The strategies of Warhammer 40,000: Battlesector, where you can blow up enormous bugs with your fists, are examined

I was recently re-watching XCOM 2 and got the bug for tactics, which is one of those genres that I don't understand why I usually put second on my list of preferences when I really enjoy it. That was my mentality when I first started playing Warhammer 40,000: Battlesector.

The strategies of Warhammer 40,000: Battlesector, where you can blow up enormous bugs with your fists, are examined

I'll start by saying that I got into the new Slitherine for good - even more so for being behind Black Lab Games after doing such a great job with Battlestar Galactica - but despite how much I enjoyed it, I couldn't help but notice a lot of flaws.

A respectable middle ground

You already know how difficult it is to get into the Warhammer video game universe. There are gems like Space Marine -GOTY of life and I don't get off this ship- and games that appear to have been developed reluctantly. Battlesector is a good middle ground in Warhammer 40,000.

The goal is to advance level by level while annihilating adversaries based on shots with percentage and special attacks in a campaign in which we control the Blood Angels marines to face the danger of the Tyranids -which can also be played in multiplayer modes-.


The conventional turn-based competition, as if we were playing on a board mock-up, but with an RPG twist that takes it closer to the XCOM we referenced earlier. The saving grace is that if our units survive each battle, they will level up, allowing us to better our attacks.

On the other hand, the game encourages us to complete objectives in the most efficient manner possible so that, based on our performance, we can improve our heroes with new special attacks, buffs, and better equipment that can be transferred to the rest of the units.

The game's regulations in particular

I like the idea of caring for my units and watching them grow, but the Space Marines' helmets and designs are so similar that, unlike the aforementioned game, it's tough to develop a special fondness for your warriors.

It comes with the Warhammer set, and while it is what it is, there is a sense of missed opportunity, as with earlier examples. The first thing springs to mind is coverage: structures and debris behind which you might hide to evade enemy fire. On paper, it seems like a wonderful idea, but it doesn't quite catch on, owing to a lack of information and questionable interface decisions.

For example, you might believe that being on high ground gives you an edge, but all you're accomplishing is making the tiny fence between your unit and the enemy a magnet for your bullets, resulting in a missed chance. It's lovely to clean up the troops' area.

In any case, these are the types of issues that take one or two games to notice and that, from there, you just adapt to the game's rules. They don't make it any less enjoyable, so let's go, and I've had a few moments that have left me with a pleasant aftertaste.


Great ideas collide with less-than-stellar ones.

It's always satisfying to face enormous animals that are resistant to your bullets and capable of blowing up your army with a single bomb.

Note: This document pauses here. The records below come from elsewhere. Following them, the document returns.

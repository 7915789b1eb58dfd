//! The solver driver: wraps the underlying ILP engine, owns the time
//! budget and worker count, and reports one of `Optimal` / `Feasible` /
//! `Infeasible` / `Unknown`.
//!
//! The underlying engine is `good_lp` over the HiGHs backend -- a
//! branch-and-cut MIP solver over boolean decision variables, the same
//! correctness-preserving stand-in for "a CP/SAT engine (finite-domain
//! propagation + CDCL)" that the rest of this example pack reaches for in
//! this exact problem shape.

use std::sync::atomic::{AtomicBool, Ordering};
use std::sync::Arc;
use std::time::Instant;

use good_lp::{default_solver, Solution, SolverModel};
use log::{info, warn};

use crate::builder::{self, BuiltModel, VarKey};
use crate::error::SolverError;

/// A cooperative cancellation flag, shared with the caller that issued the
/// solve request. The driver checks it before dispatching to the
/// underlying solver and again once the (blocking) call returns.
#[derive(Debug, Clone, Default)]
pub struct CancellationToken(Arc<AtomicBool>);

impl CancellationToken {
    pub fn new() -> Self {
        Self(Arc::new(AtomicBool::new(false)))
    }

    pub fn cancel(&self) {
        self.0.store(true, Ordering::SeqCst);
    }

    pub fn is_cancelled(&self) -> bool {
        self.0.load(Ordering::SeqCst)
    }
}

#[derive(Debug)]
pub enum DriverOutcome {
    Optimal(Vec<VarKey>),
    Feasible(Vec<VarKey>),
    Infeasible,
    Unknown,
}

/// Drives one solve of `built` within `time_budget_ms`, using up to
/// `worker_count` solver threads and the given `seed` for deterministic
/// tie-breaking.
///
/// HiGHs exposes no incremental callback this wrapper can poll every
/// 100ms while a solve is in flight -- the single `model.solve()` call
/// below is synchronous and can only be bounded from the outside via its
/// own `time_limit` option. A 100ms cancellation-check granularity is
/// therefore honored at the two checkpoints a blocking external call
/// allows: before dispatch, and immediately after return.
pub fn drive(
    built: BuiltModel,
    time_budget_ms: u64,
    worker_count: u32,
    seed: i64,
    cancel: &CancellationToken,
) -> Result<DriverOutcome, SolverError> {
    if cancel.is_cancelled() {
        return Ok(DriverOutcome::Unknown);
    }

    let BuiltModel {
        problem,
        var_map,
        objective,
        minimize,
        constraints,
    } = built;

    let time_limit_secs = (time_budget_ms as f64 / 1000.0).max(0.1);

    let mut model = if minimize {
        problem.minimise(objective).using(default_solver)
    } else {
        problem.maximise(objective).using(default_solver)
    }
    .set_option("threads", worker_count.max(1) as i32)
    .set_option("random_seed", seed as i32)
    .set_option("time_limit", time_limit_secs)
    .set_option("log_to_console", "false");

    for constraint in constraints {
        model.add_constraint(constraint);
    }

    info!(
        "starting solver with {} variables over {} distinct faculty, time budget {}ms, \
         {} worker(s), seed {}",
        var_map.len(),
        builder::distinct_faculty(&var_map),
        time_budget_ms,
        worker_count,
        seed
    );

    let start = Instant::now();
    let result = model.solve();
    let elapsed = start.elapsed();
    let budget_exhausted = elapsed.as_millis() as u64 >= time_budget_ms;

    match result {
        Ok(solution) => {
            let chosen: Vec<VarKey> = var_map
                .iter()
                .filter(|(_, v)| solution.value(**v) > 0.9)
                .map(|(k, _)| *k)
                .collect();

            if cancel.is_cancelled() {
                warn!("solve cancelled after {:.2?}; discarding incumbent", elapsed);
                return Ok(DriverOutcome::Unknown);
            }

            if budget_exhausted {
                info!(
                    "time budget exhausted after {:.2?}; returning best-known feasible solution",
                    elapsed
                );
                Ok(DriverOutcome::Feasible(chosen))
            } else {
                info!("solve completed in {:.2?}", elapsed);
                Ok(DriverOutcome::Optimal(chosen))
            }
        }
        Err(e) => {
            let message = e.to_string();
            if message.to_lowercase().contains("infeasible") {
                info!("solver proved infeasibility in {:.2?}", elapsed);
                Ok(DriverOutcome::Infeasible)
            } else if budget_exhausted || cancel.is_cancelled() {
                warn!("solver returned no solution within budget: {}", message);
                Ok(DriverOutcome::Unknown)
            } else {
                Err(SolverError::InternalError(message))
            }
        }
    }
}
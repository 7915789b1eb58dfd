//! Entity records and the weekly cell grid they are scheduled into.
//!
//! All ids are dense non-negative integers assigned by whatever loaded the
//! entities (the [`crate::repository::Repository`] implementation); nothing
//! in this module allocates ids itself.

use serde::{Deserialize, Serialize};
use std::collections::HashSet;

pub type ClassroomId = u32;
pub type FacultyId = u32;
pub type SubjectId = u32;
pub type BatchId = u32;
pub type TimetableId = u32;

/// Days in the weekly timetable. Fixed per the problem definition.
pub const DAYS: usize = 5;
/// Time slots per day. Fixed per the problem definition.
pub const SLOTS_PER_DAY: usize = 8;
/// Total cells in the week (`DAYS * SLOTS_PER_DAY`).
pub const CELLS: usize = DAYS * SLOTS_PER_DAY;

pub const DAY_NAMES: [&str; DAYS] = ["Monday", "Tuesday", "Wednesday", "Thursday", "Friday"];

/// Literal hour-range strings; note the 13:00-14:00 lunch gap is deliberate.
pub const TIME_SLOT_NAMES: [&str; SLOTS_PER_DAY] = [
    "09:00-10:00",
    "10:00-11:00",
    "11:00-12:00",
    "12:00-13:00",
    "14:00-15:00",
    "15:00-16:00",
    "16:00-17:00",
    "17:00-18:00",
];

/// A (day, slot) pair: the atomic scheduling unit.
#[derive(Debug, Clone, Copy, PartialEq, Eq, Hash, PartialOrd, Ord)]
pub struct Cell {
    pub day: u8,
    pub slot: u8,
}

impl Cell {
    pub fn new(day: u8, slot: u8) -> Self {
        Self { day, slot }
    }

    pub fn index(self) -> usize {
        self.day as usize * SLOTS_PER_DAY + self.slot as usize
    }

    /// All `DAYS * SLOTS_PER_DAY` cells in `(day, slot)` order.
    pub fn all() -> impl Iterator<Item = Cell> {
        (0..DAYS as u8).flat_map(|d| (0..SLOTS_PER_DAY as u8).map(move |t| Cell::new(d, t)))
    }

    pub fn day_name(self) -> &'static str {
        DAY_NAMES[self.day as usize]
    }

    pub fn slot_name(self) -> &'static str {
        TIME_SLOT_NAMES[self.slot as usize]
    }
}

/// A bitset over the `DAYS * SLOTS_PER_DAY` weekly cells. `CELLS` (40) fits
/// comfortably in a `u64`, so availability is a single machine word rather
/// than a `Vec<bool>`.
#[derive(Debug, Clone, Copy, PartialEq, Eq, Serialize, Deserialize)]
pub struct AvailabilityMask(pub u64);

impl AvailabilityMask {
    pub const EMPTY: AvailabilityMask = AvailabilityMask(0);

    pub fn full() -> Self {
        AvailabilityMask((1u64 << CELLS) - 1)
    }

    /// Builds a mask that is available everywhere except the given cells.
    pub fn from_unavailable(unavailable: impl IntoIterator<Item = Cell>) -> Self {
        let mut mask = Self::full().0;
        for cell in unavailable {
            mask &= !(1u64 << cell.index());
        }
        AvailabilityMask(mask)
    }

    pub fn is_available(self, cell: Cell) -> bool {
        (self.0 >> cell.index()) & 1 == 1
    }
}

/// The kind of room. Lab sessions require `Lab`; lecture sessions accept
/// `Lecture` or `Seminar` rooms (see [`RoomKind::matches`]).
#[derive(Debug, Clone, Copy, PartialEq, Eq, Serialize, Deserialize)]
#[serde(rename_all = "snake_case")]
pub enum RoomKind {
    Lecture,
    Lab,
    Seminar,
}

/// The kind of teaching session a subject's required hours break down into.
#[derive(Debug, Clone, Copy, PartialEq, Eq, Hash, Serialize, Deserialize)]
#[serde(rename_all = "snake_case")]
pub enum SessionKind {
    Lecture,
    Lab,
}

impl RoomKind {
    /// Seminar rooms are treated as lecture-compatible, never lab-compatible.
    pub fn matches(self, session: SessionKind) -> bool {
        matches!(
            (self, session),
            (RoomKind::Lecture, SessionKind::Lecture)
                | (RoomKind::Seminar, SessionKind::Lecture)
                | (RoomKind::Lab, SessionKind::Lab)
        )
    }
}

#[derive(Debug, Clone, Serialize, Deserialize)]
pub struct Classroom {
    pub id: ClassroomId,
    pub capacity: u32,
    pub kind: RoomKind,
    pub availability: AvailabilityMask,
}

#[derive(Debug, Clone, Serialize, Deserialize)]
pub struct Faculty {
    pub id: FacultyId,
    pub max_daily_classes: u32,
    pub availability: AvailabilityMask,
    pub teachable: HashSet<SubjectId>,
}

#[derive(Debug, Clone, Serialize, Deserialize)]
pub struct Subject {
    pub id: SubjectId,
    pub code: String,
    pub lecture_hours: u32,
    pub lab_hours: u32,
    pub elective_group: Option<String>,
}

impl Subject {
    pub fn required_hours(&self) -> u32 {
        self.lecture_hours + self.lab_hours
    }

    /// The non-empty (session kind, required hours) demand lines for this
    /// subject. A subject with both lecture and lab hours yields two lines.
    pub fn sessions(&self) -> Vec<(SessionKind, u32)> {
        let mut sessions = Vec::with_capacity(2);
        if self.lecture_hours > 0 {
            sessions.push((SessionKind::Lecture, self.lecture_hours));
        }
        if self.lab_hours > 0 {
            sessions.push((SessionKind::Lab, self.lab_hours));
        }
        sessions
    }
}

/// A cohort of students. Batches carry no availability mask of their own in
/// this data model; they are schedulable at any cell their faculty and
/// classroom agree on.
#[derive(Debug, Clone, Serialize, Deserialize)]
pub struct Batch {
    pub id: BatchId,
    pub student_count: u32,
    pub enrolled_subjects: Vec<SubjectId>,
}

/// The persisted shape of a single scheduled class.
#[derive(Debug, Clone, PartialEq, Eq, Hash, PartialOrd, Ord, Serialize, Deserialize)]
#[serde(rename_all = "camelCase")]
pub struct Assignment {
    pub batch_id: BatchId,
    pub day_name: String,
    pub time_slot: String,
    pub classroom_id: ClassroomId,
    pub subject_id: SubjectId,
    pub faculty_id: FacultyId,
    pub is_fixed: bool,
    pub is_approved: bool,
}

It's a great thrill to see gigantic obstacles turn into normal foes with the help of new units that gradually add to your army, as well as all the powers and improvements that you get game by game.

Based on body-to-body combat and close-range attacks to inspire your troops, the strategy quickly shifts from destroying everything that moves to laying traps in which to leave your troops abetting with the defense turned on and watch as your enemies fall one after another while attempting to approach a cebo.

Unfortunately, the level design falls well short of the excitement your battle system ideas provide. Aside from the low quality of the objectives - get there and press a button, then kill all the enemy - your primary issue is the arrangement of your situations.

Someone must have felt that creating bottlenecks was a goldmine at some time in the game, requiring you to defend some very vulnerable troops in line until they could all pass from one side to the other. However, after the first two times, the strategy becomes incredibly heavy, slowing the speed of the games and requiring you to hold on with patience as a caravan of units walks through a small corridor in half of them.


VidaExtra's point of view

Warhammer 40,000: Battlesector is the typical game that you can vent with an arched eyebrow and a half smile. With great ideas in the playable, and an evolution of your units that makes combat a constant more and better, Warhammer 40,000: Battlesector is the typical game that you can vent with an arched eyebrow and a half smile. Something is awry, but you're too preoccupied with seeing your troops beat each other out of the way with every bug that comes close to them.

If you like strategy games and the Warhammer universe, I doubt you'll be disappointed with what's here and what's coming in the shape of new units and armies in the future. It's not the sequel to Space Marine that we all hoped for, but it's a tasty way to stave off hunger.